Нет, я не горжусь этим инцидентом. Но он ясно показывает, в каком состоянии находились студенты за десять дней до сессии. Мы были обессилены, беспомощны и перегружены работой, так что многого не требовалось, чтобы довести нас до истерики.
Последние семестровые занятия выпали на первую неделю декабря. Существовала традиция встречать овацией завершение каждого курса лекций, что мы и проделали на бухучете, компьютерах и ОБ. Последние классы по «лесоводству» и «микро» нуждаются в спецкомментарии.
На «лесоводстве» профессор Кемаль сделал краткое заключение и спросил, нет ли у нас вопросов по предстоящему экзамену.
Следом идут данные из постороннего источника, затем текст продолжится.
use std::fmt;
use std::str::FromStr;
use std::time::Duration;

use serde::{Deserialize, Serialize};
use uuid::Uuid;

use super::{Result, SerialError};
use crate::catalog::{DispenserId, OrderId};

/// Line rate of the dispensing rig's controller.
pub const BAUD_RATE: u32 = 115200;
/// Minimum spacing between two transmitted lines; the controller drops
/// commands that arrive faster than this.
pub const COMMAND_DELAY: Duration = Duration::from_millis(10);
/// Rail position the carriage returns to after every order.
pub const HOME_POSITION: i32 = 0;
pub const LINE_TERMINATOR: char = '\n';

/// One instruction of the Barbot line protocol.
///
/// Each command is sent as a single ASCII line: the opcode letter followed by
/// its operands, separated by single spaces.
#[derive(Debug, Clone, Copy, PartialEq, Eq, Hash, Serialize, Deserialize)]
#[serde(tag = "op", rename_all = "snake_case")]
pub enum Command {
    /// `C`: discard any instructions still pending on the device.
    Clear,
    /// `M <position>`: move the rail to an absolute position.
    Move { position: i32 },
    /// `D <dispenser> <param>`: dispense. `param` is a duration for
    /// time-based dispensers and a pulse size for count-based ones.
    Dispense { dispenser: DispenserId, param: u64 },
    /// `G`: execute the queued instruction set.
    Go,
    /// `R`: full device reset.
    Reset,
    /// `Z`: zero/calibrate the rail position.
    Zero,
}

impl Command {
    pub fn opcode(&self) -> char {
        match self {
            Command::Clear => 'C',
            Command::Move { .. } => 'M',
            Command::Dispense { .. } => 'D',
            Command::Go => 'G',
            Command::Reset => 'R',
            Command::Zero => 'Z',
        }
    }

    /// Wire form including the line terminator.
    pub fn to_line(&self) -> String {
        format!("{}{}", self, LINE_TERMINATOR)
    }
}

impl fmt::Display for Command {
    fn fmt(&self, f: &mut fmt::Formatter<'_>) -> fmt::Result {
        match self {
            Command::Move { position } => write!(f, "M {}", position),
            Command::Dispense { dispenser, param } => write!(f, "D {} {}", dispenser, param),
            other => write!(f, "{}", other.opcode()),
        }
    }
}

impl FromStr for Command {
    type Err = SerialError;

    fn from_str(line: &str) -> Result<Self> {
        let mut parts = line.trim_end_matches(['\r', '\n']).split(' ');
        let opcode = parts.next().unwrap_or_default();

        let mut operand = |name: &str| -> Result<&str> {
            parts
                .next()
                .filter(|s| !s.is_empty())
                .ok_or_else(|| SerialError::ProtocolError(format!("Missing {} in '{}'", name, line)))
        };

        let command = match opcode {
            "C" => Command::Clear,
            "G" => Command::Go,
            "R" => Command::Reset,
            "Z" => Command::Zero,
            "M" => Command::Move {
                position: operand("position")?
                    .parse()
                    .map_err(|_| SerialError::ProtocolError(format!("Invalid position in '{}'", line)))?,
            },
            "D" => {
                let dispenser = operand("dispenser id")?
                    .parse()
                    .map_err(|_| SerialError::ProtocolError(format!("Invalid dispenser id in '{}'", line)))?;
                let param = operand("parameter")?
                    .parse()
                    .map_err(|_| SerialError::ProtocolError(format!("Invalid parameter in '{}'", line)))?;
                Command::Dispense { dispenser, param }
            }
            _ => return Err(SerialError::ProtocolError(format!("Unknown opcode in '{}'", line))),
        };

        if parts.next().is_some() {
            return Err(SerialError::ProtocolError(format!("Unexpected operand in '{}'", line)));
        }
        Ok(command)
    }
}

/// Administrative actions that bypass the order compiler.
#[derive(Debug, Clone, Copy, PartialEq, Eq, Serialize, Deserialize)]
#[serde(rename_all = "snake_case")]
pub enum ControlAction {
    Reset,
    Zero,
}

impl ControlAction {
    pub fn command(&self) -> Command {
        match self {
            ControlAction::Reset => Command::Reset,
            ControlAction::Zero => Command::Zero,
        }
    }
}

#[derive(Debug, Clone, Copy, PartialEq, Eq, Serialize, Deserialize)]
#[serde(rename_all = "snake_case")]
pub enum BatchKind {
    Order(OrderId),
    Control(ControlAction),
}

/// The complete command sequence for one order or one control action.
/// A batch is the unit of transmission: it is never split or interleaved
/// with another batch on the wire.
#[derive(Debug, Clone, PartialEq, Eq, Serialize, Deserialize)]
pub struct CommandBatch {
    id: Uuid,
    kind: BatchKind,
    commands: Vec<Command>,
}

impl CommandBatch {
    pub fn for_order(order_id: OrderId, commands: Vec<Command>) -> Self {
        Self {
            id: Uuid::new_v4(),
            kind: BatchKind::Order(order_id),
            commands,
        }
    }

    pub fn control(action: ControlAction) -> Self {
        Self {
            id: Uuid::new_v4(),
            kind: BatchKind::Control(action),
            commands: vec![action.command()],
        }
    }

    pub fn reset() -> Self {
        Self::control(ControlAction::Reset)
    }

    pub fn zero() -> Self {
        Self::control(ControlAction::Zero)
    }

    pub fn id(&self) -> Uuid {
        self.id
    }

    pub fn kind(&self) -> BatchKind {
        self.kind
    }

    pub fn commands(&self) -> &[Command] {
        &self.commands
    }

    pub fn len(&self) -> usize {
        self.commands.len()
    }

    pub fn is_empty(&self) -> bool {
        self.commands.is_empty()
    }

    /// Wire lines without terminators, in transmission order.
    pub fn lines(&self) -> Vec<String> {
        self.commands.iter().map(|c| c.to_string()).collect()
    }
}

impl fmt::Display for BatchKind {
    fn fmt(&self, f: &mut fmt::Formatter<'_>) -> fmt::Result {
        match self {
            BatchKind::Order(id) => write!(f, "order {:05}", id),
            BatchKind::Control(ControlAction::Reset) => write!(f, "reset"),
            BatchKind::Control(ControlAction::Zero) => write!(f, "zero"),
        }
    }
}

#[cfg(test)]
mod tests {
    use super::*;

    #[test]
    fn encodes_wire_lines() {
        assert_eq!(Command::Clear.to_line(), "C\n");
        assert_eq!(Command::Move { position: 5 }.to_string(), "M 5");
        assert_eq!(Command::Move { position: -12 }.to_string(), "M -12");
        assert_eq!(Command::Dispense { dispenser: 3, param: 3000 }.to_line(), "D 3 3000\n");
        assert_eq!(Command::Go.to_string(), "G");
        assert_eq!(Command::Reset.to_string(), "R");
        assert_eq!(Command::Zero.to_string(), "Z");
    }

    #[test]
    fn parses_wire_lines() {
        assert_eq!("M 9\n".parse::<Command>().unwrap(), Command::Move { position: 9 });
        assert_eq!(
            "D 4 100\r\n".parse::<Command>().unwrap(),
            Command::Dispense { dispenser: 4, param: 100 }
        );
        assert_eq!("G".parse::<Command>().unwrap(), Command::Go);
    }

    #[test]
    fn rejects_malformed_lines() {
        for line in ["", "X", "M", "M five", "D 4", "D 4 -1", "C 1", "M  5"] {
            assert!(line.parse::<Command>().is_err(), "accepted '{}'", line);
        }
    }

    #[test]
    fn control_batches_hold_a_single_opcode() {
        let reset = CommandBatch::reset();
        assert_eq!(reset.lines(), vec!["R"]);
        assert_eq!(reset.kind(), BatchKind::Control(ControlAction::Reset));

        let zero = CommandBatch::zero();
        assert_eq!(zero.lines(), vec!["Z"]);
        assert_ne!(reset.id(), zero.id());
    }

    #[test]
    fn batch_kind_formats_order_reference() {
        assert_eq!(BatchKind::Order(42).to_string(), "order 00042");
    }
}
//! In-memory stand-ins for the rig used by the integration tests.
#![allow(dead_code)]

use std::collections::VecDeque;
use std::io;
use std::pin::Pin;
use std::sync::atomic::{AtomicUsize, Ordering};
use std::sync::{Arc, Mutex};
use std::task::{Context, Poll};
use std::time::{Duration, Instant};

use async_trait::async_trait;
use tokio::io::{AsyncWrite, DuplexStream};

use barbot_lib::serial::link::{LinkConfig, LinkConnector, LinkIo};
use barbot_lib::serial::SerialError;

/// Lines the driver put on the wire, with the time each one was written.
#[derive(Clone, Default)]
pub struct WireLog {
    lines: Arc<Mutex<Vec<(Instant, String)>>>,
}

impl WireLog {
    fn record(&self, line: String) {
        self.lines.lock().unwrap().push((Instant::now(), line));
    }

    pub fn lines(&self) -> Vec<String> {
        self.lines.lock().unwrap().iter().map(|(_, l)| l.clone()).collect()
    }

    pub fn timestamps(&self) -> Vec<Instant> {
        self.lines.lock().unwrap().iter().map(|(t, _)| *t).collect()
    }
}

/// Write half that records complete lines, optionally failing after a
/// number of lines to simulate a pulled cable.
pub struct RecordingWriter {
    log: WireLog,
    pending: Vec<u8>,
    written: usize,
    fail_after: Option<usize>,
}

impl RecordingWriter {
    pub fn new(log: WireLog) -> Self {
        Self { log, pending: Vec::new(), written: 0, fail_after: None }
    }

    pub fn failing_after(log: WireLog, lines: usize) -> Self {
        Self { fail_after: Some(lines), ..Self::new(log) }
    }
}

impl AsyncWrite for RecordingWriter {
    fn poll_write(self: Pin<&mut Self>, _cx: &mut Context<'_>, buf: &[u8]) -> Poll<io::Result<usize>> {
        let this = self.get_mut();
        if this.fail_after.map_or(false, |limit| this.written >= limit) {
            return Poll::Ready(Err(io::Error::new(io::ErrorKind::BrokenPipe, "cable pulled")));
        }
        this.pending.extend_from_slice(buf);
        while let Some(pos) = this.pending.iter().position(|b| *b == b'\n') {
            let line: Vec<u8> = this.pending.drain(..=pos).collect();
            this.log.record(String::from_utf8_lossy(&line[..line.len() - 1]).into_owned());
            this.written += 1;
        }
        Poll::Ready(Ok(buf.len()))
    }

    fn poll_flush(self: Pin<&mut Self>, _cx: &mut Context<'_>) -> Poll<io::Result<()>> {
        Poll::Ready(Ok(()))
    }

    fn poll_shutdown(self: Pin<&mut Self>, _cx: &mut Context<'_>) -> Poll<io::Result<()>> {
        Poll::Ready(Ok(()))
    }
}

/// Write half of a device that stopped reading.
pub struct StalledWriter;

impl AsyncWrite for StalledWriter {
    fn poll_write(self: Pin<&mut Self>, _cx: &mut Context<'_>, _buf: &[u8]) -> Poll<io::Result<usize>> {
        Poll::Pending
    }

    fn poll_flush(self: Pin<&mut Self>, _cx: &mut Context<'_>) -> Poll<io::Result<()>> {
        Poll::Pending
    }

    fn poll_shutdown(self: Pin<&mut Self>, _cx: &mut Context<'_>) -> Poll<io::Result<()>> {
        Poll::Ready(Ok(()))
    }
}

/// Hands out prepared connections in order; fails once they run out.
#[derive(Clone, Default)]
pub struct ScriptedConnector {
    sessions: Arc<Mutex<VecDeque<LinkIo>>>,
    attempts: Arc<AtomicUsize>,
}

impl ScriptedConnector {
    pub fn push(&self, io: LinkIo) {
        self.sessions.lock().unwrap().push_back(io);
    }

    pub fn attempts(&self) -> usize {
        self.attempts.load(Ordering::SeqCst)
    }
}

#[async_trait]
impl LinkConnector for ScriptedConnector {
    async fn connect(&self) -> barbot_lib::serial::Result<LinkIo> {
        self.attempts.fetch_add(1, Ordering::SeqCst);
        let next = self.sessions.lock().unwrap().pop_front();
        next.ok_or_else(|| SerialError::ConnectionFailed("no device attached".into()))
    }

    fn describe(&self) -> String {
        "scripted test rig".to_string()
    }
}

/// A healthy connection. Keep the returned device end alive: dropping it
/// looks like the rig hanging up.
pub fn session(log: &WireLog) -> (LinkIo, DuplexStream) {
    let (device, host) = tokio::io::duplex(1024);
    (LinkIo::new(host, RecordingWriter::new(log.clone())), device)
}

pub fn failing_session(log: &WireLog, fail_after: usize) -> (LinkIo, DuplexStream) {
    let (device, host) = tokio::io::duplex(1024);
    (LinkIo::new(host, RecordingWriter::failing_after(log.clone(), fail_after)), device)
}

pub fn stalled_session() -> (LinkIo, DuplexStream) {
    let (device, host) = tokio::io::duplex(1024);
    (LinkIo::new(host, StalledWriter), device)
}

pub fn fast_config() -> LinkConfig {
    LinkConfig {
        command_delay: Duration::from_millis(10),
        write_timeout: Duration::from_millis(200),
        read_idle_timeout: Duration::from_secs(5),
        reconnect_initial: Duration::from_millis(30),
        reconnect_max: Duration::from_millis(60),
        max_reconnect_attempts: None,
        queue_capacity: 1,
        line_capacity: 64,
    }
}
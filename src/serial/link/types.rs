//! Hardware link types shared by the supervisor, the reader and callers.
use std::fmt;
use std::time::Duration;

use async_trait::async_trait;
use chrono::{DateTime, Utc};
use serde::{Deserialize, Serialize};
use tokio::io::{AsyncRead, AsyncWrite};
use tokio::sync::oneshot;
use uuid::Uuid;

use crate::serial::protocol::{BatchKind, CommandBatch, COMMAND_DELAY};
use crate::serial::Result;

pub type BoxedReader = Box<dyn AsyncRead + Send + Unpin>;
pub type BoxedWriter = Box<dyn AsyncWrite + Send + Unpin>;

/// Both directions of one open connection to the rig.
pub struct LinkIo {
    pub reader: BoxedReader,
    pub writer: BoxedWriter,
}

impl LinkIo {
    pub fn new<R, W>(reader: R, writer: W) -> Self
    where
        R: AsyncRead + Send + Unpin + 'static,
        W: AsyncWrite + Send + Unpin + 'static,
    {
        Self {
            reader: Box::new(reader),
            writer: Box::new(writer),
        }
    }

    /// Split a bidirectional stream (a serial port, a socket) into halves.
    pub fn from_stream<S>(stream: S) -> Self
    where
        S: AsyncRead + AsyncWrite + Send + 'static,
    {
        let (reader, writer) = tokio::io::split(stream);
        Self::new(reader, writer)
    }
}

/// Source of connections for the link supervisor. Called once at startup and
/// again on every reconnect attempt.
#[async_trait]
pub trait LinkConnector: Send + Sync + 'static {
    async fn connect(&self) -> Result<LinkIo>;

    /// Human readable target, used in log lines.
    fn describe(&self) -> String;
}

#[derive(Debug, Clone, Serialize, Deserialize)]
pub struct LinkConfig {
    /// Minimum spacing between consecutive lines on the wire.
    pub command_delay: Duration,
    /// Upper bound for writing and flushing one line.
    pub write_timeout: Duration,
    /// Silence on the inbound side longer than this is logged. Not a failure.
    pub read_idle_timeout: Duration,
    pub reconnect_initial: Duration,
    pub reconnect_max: Duration,
    /// Consecutive failed connection attempts before the link gives up and
    /// closes. `None` retries forever.
    pub max_reconnect_attempts: Option<u32>,
    pub queue_capacity: usize,
    pub line_capacity: usize,
}

impl Default for LinkConfig {
    fn default() -> Self {
        Self {
            command_delay: COMMAND_DELAY,
            write_timeout: Duration::from_millis(1000),
            read_idle_timeout: Duration::from_secs(30),
            reconnect_initial: Duration::from_millis(500),
            reconnect_max: Duration::from_secs(10),
            max_reconnect_attempts: None,
            queue_capacity: 1,
            line_capacity: 256,
        }
    }
}

#[derive(Debug, Clone, PartialEq, Eq, Serialize, Deserialize)]
#[serde(tag = "state", rename_all = "snake_case")]
pub enum LinkState {
    Closed,
    Open,
    Degraded { reason: String },
}

impl LinkState {
    pub fn is_open(&self) -> bool {
        matches!(self, LinkState::Open)
    }
}

impl fmt::Display for LinkState {
    fn fmt(&self, f: &mut fmt::Formatter<'_>) -> fmt::Result {
        match self {
            LinkState::Closed => write!(f, "closed"),
            LinkState::Open => write!(f, "open"),
            LinkState::Degraded { reason } => write!(f, "degraded ({})", reason),
        }
    }
}

/// Confirmation that every command of a batch reached the wire.
#[derive(Debug, Clone, Serialize, Deserialize)]
pub struct DeliveryReceipt {
    pub batch_id: Uuid,
    pub kind: BatchKind,
    pub commands: usize,
    pub elapsed: Duration,
    pub completed_at: DateTime<Utc>,
}

#[derive(Debug, Clone, Default, Serialize, Deserialize)]
pub struct LinkMetrics {
    pub batches_sent: u64,
    pub lines_written: u64,
    pub lines_read: u64,
    pub write_failures: u64,
    pub read_failures: u64,
    pub reconnect_attempts: u64,
    pub last_error: Option<String>,
    pub last_batch_at: Option<DateTime<Utc>>,
}

pub(crate) struct LinkRequest {
    pub batch: CommandBatch,
    pub responder: oneshot::Sender<Result<DeliveryReceipt>>,
}
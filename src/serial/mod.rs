pub mod interface;
pub mod link;
pub mod protocol;

pub use interface::{SerialConnector, SerialInterface};
pub use link::{LinkBuilder, LinkHandle};
pub use protocol::{BatchKind, Command, CommandBatch, ControlAction};

use serde::{Deserialize, Serialize};
use std::time::Duration;
use uuid::Uuid;

#[derive(Debug, Clone, Serialize, Deserialize)]
pub struct SerialPortInfo {
    pub port_name: String,
    pub kind: String,
    pub vid: Option<u16>,
    pub pid: Option<u16>,
    pub serial_number: Option<String>,
    pub manufacturer: Option<String>,
    pub product: Option<String>,
}

#[derive(Debug, thiserror::Error)]
pub enum SerialError {
    #[error("Port not found: {0}")]
    PortNotFound(String),

    #[error("Connection failed: {0}")]
    ConnectionFailed(String),

    #[error("Protocol error: {0}")]
    ProtocolError(String),

    #[error("Transmission of batch {batch_id} failed after {sent} command(s): {reason}")]
    TransmissionFailed {
        batch_id: Uuid,
        sent: usize,
        reason: String,
    },

    #[error("Write timed out after {timeout:?} in batch {batch_id} after {sent} command(s)")]
    WriteTimeout {
        batch_id: Uuid,
        sent: usize,
        timeout: Duration,
    },

    #[error("Hardware link degraded: {0}")]
    LinkDegraded(String),

    #[error("Hardware link closed")]
    LinkClosed,

    #[error("IO error: {0}")]
    IoError(#[from] std::io::Error),

    #[error("Serialport error: {0}")]
    SerialportError(#[from] serialport::Error),
}

impl SerialError {
    /// True for errors raised while a batch was on the wire.
    pub fn is_delivery_failure(&self) -> bool {
        matches!(
            self,
            SerialError::TransmissionFailed { .. } | SerialError::WriteTimeout { .. }
        )
    }
}

pub type Result<T> = std::result::Result<T, SerialError>;
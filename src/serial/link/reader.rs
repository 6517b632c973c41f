//! Inbound side of the hardware link.
//!
//! The rig reports status and acknowledgements as free-form ASCII lines at
//! any time. They are logged and fanned out to subscribers; nothing is
//! correlated with outbound commands.
use std::sync::Arc;
use std::time::Duration;

use tokio::io::{AsyncBufReadExt, BufReader};
use tokio::sync::{broadcast, oneshot, watch};
use tokio::time::timeout;

use super::driver::shutdown_signalled;
use super::types::{BoxedReader, LinkMetrics};

/// Read lines until the connection fails or shutdown is signalled. On failure
/// the reason is reported through `failed_tx` so the supervisor can degrade
/// the link.
pub(crate) async fn read_lines(
    reader: BoxedReader,
    idle_timeout: Duration,
    lines_tx: broadcast::Sender<String>,
    metrics_tx: Arc<watch::Sender<LinkMetrics>>,
    mut shutdown_rx: watch::Receiver<bool>,
    failed_tx: oneshot::Sender<String>,
) {
    let mut reader = BufReader::new(reader);
    // Bytes of a partially received line survive an idle timeout here.
    let mut buf = Vec::with_capacity(128);

    let reason = loop {
        let read = tokio::select! {
            _ = shutdown_signalled(&mut shutdown_rx) => return,
            read = timeout(idle_timeout, reader.read_until(b'\n', &mut buf)) => read,
        };

        match read {
            Err(_) => {
                log::debug!("No traffic from device for {:?}", idle_timeout);
            }
            Ok(Ok(0)) => {
                if !buf.is_empty() {
                    publish_line(&buf, &lines_tx, &metrics_tx);
                }
                break "device closed the connection".to_string();
            }
            Ok(Ok(_)) => {
                publish_line(&buf, &lines_tx, &metrics_tx);
                buf.clear();
            }
            Ok(Err(e)) => break format!("read failed: {}", e),
        }
    };

    log::error!("Hardware link reader stopped: {}", reason);
    metrics_tx.send_modify(|m| m.read_failures += 1);
    let _ = failed_tx.send(reason);
}

fn publish_line(
    raw: &[u8],
    lines_tx: &broadcast::Sender<String>,
    metrics_tx: &watch::Sender<LinkMetrics>,
) {
    let decoded = String::from_utf8_lossy(raw);
    let line = decoded.trim_end_matches(['\r', '\n']);
    if line.is_empty() {
        return;
    }

    log::info!("< {}", line);
    metrics_tx.send_modify(|m| m.lines_read += 1);
    // No subscribers is the common case.
    let _ = lines_tx.send(line.to_string());
}
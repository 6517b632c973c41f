use async_trait::async_trait;
use serialport::SerialPortType;
use tokio_serial::{DataBits, FlowControl, Parity, SerialStream, StopBits};

use super::link::{LinkConnector, LinkIo};
use super::protocol::BAUD_RATE;
use super::{Result, SerialError, SerialPortInfo};

/// Thin wrapper over the host's serial ports.
pub struct SerialInterface;

impl SerialInterface {
    /// List every serial port the host exposes, with USB metadata where known.
    pub fn discover_ports() -> Result<Vec<SerialPortInfo>> {
        let ports = serialport::available_ports()?;
        let mut found = Vec::with_capacity(ports.len());

        for port in ports {
            let info = match port.port_type {
                SerialPortType::UsbPort(usb_info) => SerialPortInfo {
                    port_name: port.port_name,
                    kind: "usb".to_string(),
                    vid: Some(usb_info.vid),
                    pid: Some(usb_info.pid),
                    serial_number: usb_info.serial_number,
                    manufacturer: usb_info.manufacturer,
                    product: usb_info.product,
                },
                other => SerialPortInfo {
                    port_name: port.port_name,
                    kind: match other {
                        SerialPortType::PciPort => "pci",
                        SerialPortType::BluetoothPort => "bluetooth",
                        _ => "unknown",
                    }
                    .to_string(),
                    vid: None,
                    pid: None,
                    serial_number: None,
                    manufacturer: None,
                    product: None,
                },
            };
            found.push(info);
        }

        Ok(found)
    }

    /// Open a port in the rig's line settings (8N1, no flow control).
    pub fn open(port_name: &str, baud_rate: u32) -> Result<SerialStream> {
        let builder = tokio_serial::new(port_name, baud_rate)
            .data_bits(DataBits::Eight)
            .parity(Parity::None)
            .stop_bits(StopBits::One)
            .flow_control(FlowControl::None);

        let stream = SerialStream::open(&builder).map_err(|e| match e.kind() {
            serialport::ErrorKind::NoDevice => SerialError::PortNotFound(port_name.to_string()),
            _ => SerialError::ConnectionFailed(format!("{}: {}", port_name, e)),
        })?;

        log::info!("Opened serial port {} at {} baud", port_name, baud_rate);
        Ok(stream)
    }
}

/// Connects the hardware link to a physical serial port.
#[derive(Debug, Clone)]
pub struct SerialConnector {
    port_name: String,
    baud_rate: u32,
}

impl SerialConnector {
    pub fn new(port_name: impl Into<String>) -> Self {
        Self {
            port_name: port_name.into(),
            baud_rate: BAUD_RATE,
        }
    }

    pub fn with_baud_rate(mut self, baud_rate: u32) -> Self {
        self.baud_rate = baud_rate;
        self
    }
}

#[async_trait]
impl LinkConnector for SerialConnector {
    async fn connect(&self) -> Result<LinkIo> {
        let stream = SerialInterface::open(&self.port_name, self.baud_rate)?;
        Ok(LinkIo::from_stream(stream))
    }

    fn describe(&self) -> String {
        format!("{} @ {} baud", self.port_name, self.baud_rate)
    }
}
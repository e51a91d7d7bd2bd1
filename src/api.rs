//! Baseline API
//!
//! The full pipeline as plain functions over explicit inputs: scan a root, write
//! the snapshot, seal it. Nothing here prompts or prints; the CLI layer adapts
//! user input to these calls.

use chrono::{SecondsFormat, Utc};
use crate::config::ScanConfig;
use crate::error::BaselineError;
use crate::snapshot::{self, Seal, SnapshotBuilder};
use serde::Serialize;
use std::path::{Path, PathBuf};
use std::time::Instant;
use tracing::{error, info, instrument};

/// Outcome of a successful baseline run
#[derive(Debug, Clone, Serialize)]
pub struct BaselineReport {
    pub root: PathBuf,
    /// RFC 3339 UTC start time of the run
    pub started_at: String,
    /// Final sealed snapshot
    pub seal: Seal,
    pub records: usize,
    /// Files recorded without a digest
    pub unreadable: Vec<PathBuf>,
    /// Entries skipped because they could not be listed
    pub walk_errors: usize,
    /// Files whose path was written lossily (not valid UTF-8)
    pub lossy_paths: Vec<PathBuf>,
    pub duration_ms: u128,
}

impl BaselineReport {
    pub fn sealed_path(&self) -> &Path {
        &self.seal.path
    }
}

/// Scan `root`, write the snapshot to `output`, then seal it.
///
/// The two phases are strictly ordered: the snapshot is fully written and closed
/// before it is re-read for its seal digest. A write failure leaves no usable
/// snapshot; a seal failure leaves the unsealed file at `output`.
#[instrument(skip(scan), fields(root = %root.display(), output = %output.display()))]
pub fn create_baseline(
    root: &Path,
    output: &Path,
    scan: &ScanConfig,
) -> Result<BaselineReport, BaselineError> {
    let start = Instant::now();
    let started_at = Utc::now().to_rfc3339_opts(SecondsFormat::Millis, true);
    check_root(root)?;
    scan.validate().map_err(BaselineError::ConfigError)?;

    let snapshot = SnapshotBuilder::new(root.to_path_buf())
        .with_walker_config(scan.walker_config())
        .with_chunk_size(scan.chunk_size)
        .build();

    snapshot::write_snapshot(&snapshot.records, output).map_err(|e| {
        error!("Snapshot write failed: {}", e);
        BaselineError::from(e)
    })?;

    let seal = snapshot::seal(output).map_err(|e| {
        error!(
            unsealed = %output.display(),
            "Seal failed, unsealed snapshot left in place: {}", e
        );
        BaselineError::from(e)
    })?;

    let report = BaselineReport {
        root: root.to_path_buf(),
        started_at,
        seal,
        records: snapshot.records.len(),
        unreadable: snapshot
            .digest_failures
            .iter()
            .map(|e| e.path().clone())
            .collect(),
        walk_errors: snapshot.walk_errors.len(),
        lossy_paths: snapshot.lossy_paths,
        duration_ms: start.elapsed().as_millis(),
    };

    info!(
        sealed = %report.seal.path.display(),
        records = report.records,
        unreadable = report.unreadable.len(),
        lossy_paths = report.lossy_paths.len(),
        duration_ms = report.duration_ms,
        "Baseline completed"
    );
    Ok(report)
}

/// The root must be an existing, readable directory
fn check_root(root: &Path) -> Result<(), BaselineError> {
    let invalid = |reason: String| BaselineError::InvalidRoot {
        path: root.to_path_buf(),
        reason,
    };
    let metadata = std::fs::metadata(root).map_err(|e| invalid(e.to_string()))?;
    if !metadata.is_dir() {
        return Err(invalid("not a directory".to_string()));
    }
    std::fs::read_dir(root).map_err(|e| invalid(e.to_string()))?;
    Ok(())
}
Подняла руку Луиза Пеллигрино.
— Я тут поинтересовалась, — сказала она, — и выяснила, что группы, которым этот курс читали другие профессора, получили более высокие оценки на зачетной сессии. Поэтому, когда дело дойдет до нашего семестрового экзамена, я надеюсь, что будет соблюдена элементарная справедливость и что к нам будут применяться те же требования, как и для других групп.
В аудитории раздались аплодисменты.
Сэм Барретт поднял руку и спросил, будет ли экзамен проходить в помещении, где мы смогли бы действительно сосредоточиться, потому как прошлый раз в экзаменационном классе было очень шумно.
— Когда я заглянул проверить, было тихо, — ответил Кемаль.
— В тот момент — может быть. Но потом за окном начали шуметь, и очень сильно.
— А вам не пришло в голову закрыть окно?
— Да бросьте! Не принимайте меня за глупца. Окно было закрыто!